Stored items from a collection
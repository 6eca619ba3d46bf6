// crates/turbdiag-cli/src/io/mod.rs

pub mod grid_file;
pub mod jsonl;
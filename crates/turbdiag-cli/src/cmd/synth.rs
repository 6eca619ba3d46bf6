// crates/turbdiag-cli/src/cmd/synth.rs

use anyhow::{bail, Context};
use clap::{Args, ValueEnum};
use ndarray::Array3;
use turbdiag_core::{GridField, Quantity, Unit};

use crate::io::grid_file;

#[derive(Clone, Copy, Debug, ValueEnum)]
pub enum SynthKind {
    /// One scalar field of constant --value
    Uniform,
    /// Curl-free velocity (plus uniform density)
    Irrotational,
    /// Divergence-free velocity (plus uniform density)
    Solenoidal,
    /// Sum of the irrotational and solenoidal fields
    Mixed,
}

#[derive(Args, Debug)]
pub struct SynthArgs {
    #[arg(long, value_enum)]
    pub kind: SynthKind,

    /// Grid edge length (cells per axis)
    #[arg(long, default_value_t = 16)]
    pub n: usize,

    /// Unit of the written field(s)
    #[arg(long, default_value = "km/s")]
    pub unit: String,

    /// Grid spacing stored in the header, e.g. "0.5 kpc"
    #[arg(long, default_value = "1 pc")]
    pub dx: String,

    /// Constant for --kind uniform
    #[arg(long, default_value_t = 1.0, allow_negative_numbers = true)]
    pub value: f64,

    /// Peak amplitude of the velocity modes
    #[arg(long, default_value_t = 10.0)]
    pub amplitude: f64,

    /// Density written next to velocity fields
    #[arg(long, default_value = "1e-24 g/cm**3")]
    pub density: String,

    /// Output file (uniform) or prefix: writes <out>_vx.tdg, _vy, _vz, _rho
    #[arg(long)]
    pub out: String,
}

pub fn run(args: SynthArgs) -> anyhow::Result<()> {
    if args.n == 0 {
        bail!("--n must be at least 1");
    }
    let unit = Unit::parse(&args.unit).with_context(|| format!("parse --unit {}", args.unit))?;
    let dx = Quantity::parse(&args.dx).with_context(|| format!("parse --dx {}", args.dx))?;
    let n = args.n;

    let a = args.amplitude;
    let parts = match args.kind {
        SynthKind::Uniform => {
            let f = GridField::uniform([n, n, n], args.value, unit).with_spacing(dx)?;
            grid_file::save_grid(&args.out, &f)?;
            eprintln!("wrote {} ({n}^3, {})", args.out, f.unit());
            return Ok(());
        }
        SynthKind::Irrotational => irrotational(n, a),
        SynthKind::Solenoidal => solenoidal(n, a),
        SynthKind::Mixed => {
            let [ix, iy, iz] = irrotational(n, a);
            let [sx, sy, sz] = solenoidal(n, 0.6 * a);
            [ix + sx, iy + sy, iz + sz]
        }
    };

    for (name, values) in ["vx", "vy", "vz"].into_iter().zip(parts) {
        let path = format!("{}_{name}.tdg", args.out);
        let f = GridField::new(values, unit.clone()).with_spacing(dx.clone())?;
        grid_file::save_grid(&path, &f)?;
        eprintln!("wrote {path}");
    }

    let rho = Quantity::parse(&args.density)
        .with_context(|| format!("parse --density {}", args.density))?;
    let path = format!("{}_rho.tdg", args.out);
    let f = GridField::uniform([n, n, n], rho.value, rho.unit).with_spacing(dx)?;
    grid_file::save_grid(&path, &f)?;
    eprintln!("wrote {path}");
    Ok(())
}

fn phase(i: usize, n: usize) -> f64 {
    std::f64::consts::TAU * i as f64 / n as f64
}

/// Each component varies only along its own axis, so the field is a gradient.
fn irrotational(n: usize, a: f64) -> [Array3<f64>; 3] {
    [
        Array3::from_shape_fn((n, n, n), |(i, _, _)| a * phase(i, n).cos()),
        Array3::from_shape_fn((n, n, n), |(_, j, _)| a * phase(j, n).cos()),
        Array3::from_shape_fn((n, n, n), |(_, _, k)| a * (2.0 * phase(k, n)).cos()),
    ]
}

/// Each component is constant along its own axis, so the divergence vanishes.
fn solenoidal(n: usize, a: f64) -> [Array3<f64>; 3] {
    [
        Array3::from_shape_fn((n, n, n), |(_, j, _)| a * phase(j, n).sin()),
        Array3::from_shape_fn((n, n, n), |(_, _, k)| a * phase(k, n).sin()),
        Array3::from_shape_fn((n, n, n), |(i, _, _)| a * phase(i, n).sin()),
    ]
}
---
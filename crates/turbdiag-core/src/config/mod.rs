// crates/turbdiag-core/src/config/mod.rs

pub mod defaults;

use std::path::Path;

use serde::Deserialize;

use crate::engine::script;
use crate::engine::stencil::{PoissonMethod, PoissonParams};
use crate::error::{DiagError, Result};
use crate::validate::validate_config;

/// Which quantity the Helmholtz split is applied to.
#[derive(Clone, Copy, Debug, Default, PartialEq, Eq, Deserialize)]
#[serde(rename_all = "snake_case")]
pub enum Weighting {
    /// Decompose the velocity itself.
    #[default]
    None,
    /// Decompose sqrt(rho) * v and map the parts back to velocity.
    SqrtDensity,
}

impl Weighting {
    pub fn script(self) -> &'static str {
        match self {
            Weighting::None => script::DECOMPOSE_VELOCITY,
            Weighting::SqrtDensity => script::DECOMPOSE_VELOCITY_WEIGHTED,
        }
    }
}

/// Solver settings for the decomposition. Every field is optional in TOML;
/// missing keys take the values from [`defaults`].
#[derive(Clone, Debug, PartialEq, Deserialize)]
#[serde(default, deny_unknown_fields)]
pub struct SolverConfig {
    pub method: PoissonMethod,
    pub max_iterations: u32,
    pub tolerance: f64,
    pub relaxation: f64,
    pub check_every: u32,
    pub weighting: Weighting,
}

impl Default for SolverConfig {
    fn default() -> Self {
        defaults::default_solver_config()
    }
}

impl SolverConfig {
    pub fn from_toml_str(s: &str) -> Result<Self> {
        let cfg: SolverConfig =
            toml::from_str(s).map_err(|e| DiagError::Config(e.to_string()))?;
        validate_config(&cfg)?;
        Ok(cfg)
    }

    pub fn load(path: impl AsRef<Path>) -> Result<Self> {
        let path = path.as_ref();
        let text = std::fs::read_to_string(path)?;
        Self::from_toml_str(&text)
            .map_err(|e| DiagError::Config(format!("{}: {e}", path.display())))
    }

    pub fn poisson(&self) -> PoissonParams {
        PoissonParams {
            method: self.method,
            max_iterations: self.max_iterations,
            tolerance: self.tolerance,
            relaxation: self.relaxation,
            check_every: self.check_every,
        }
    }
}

Exercise brief - Search the records above for "eprintln". Copy each line where it is found.

Task solution -
            eprintln!("wrote {} ({n}^3, {})", args.out, f.unit());
        eprintln!("wrote {path}");
    eprintln!("wrote {path}");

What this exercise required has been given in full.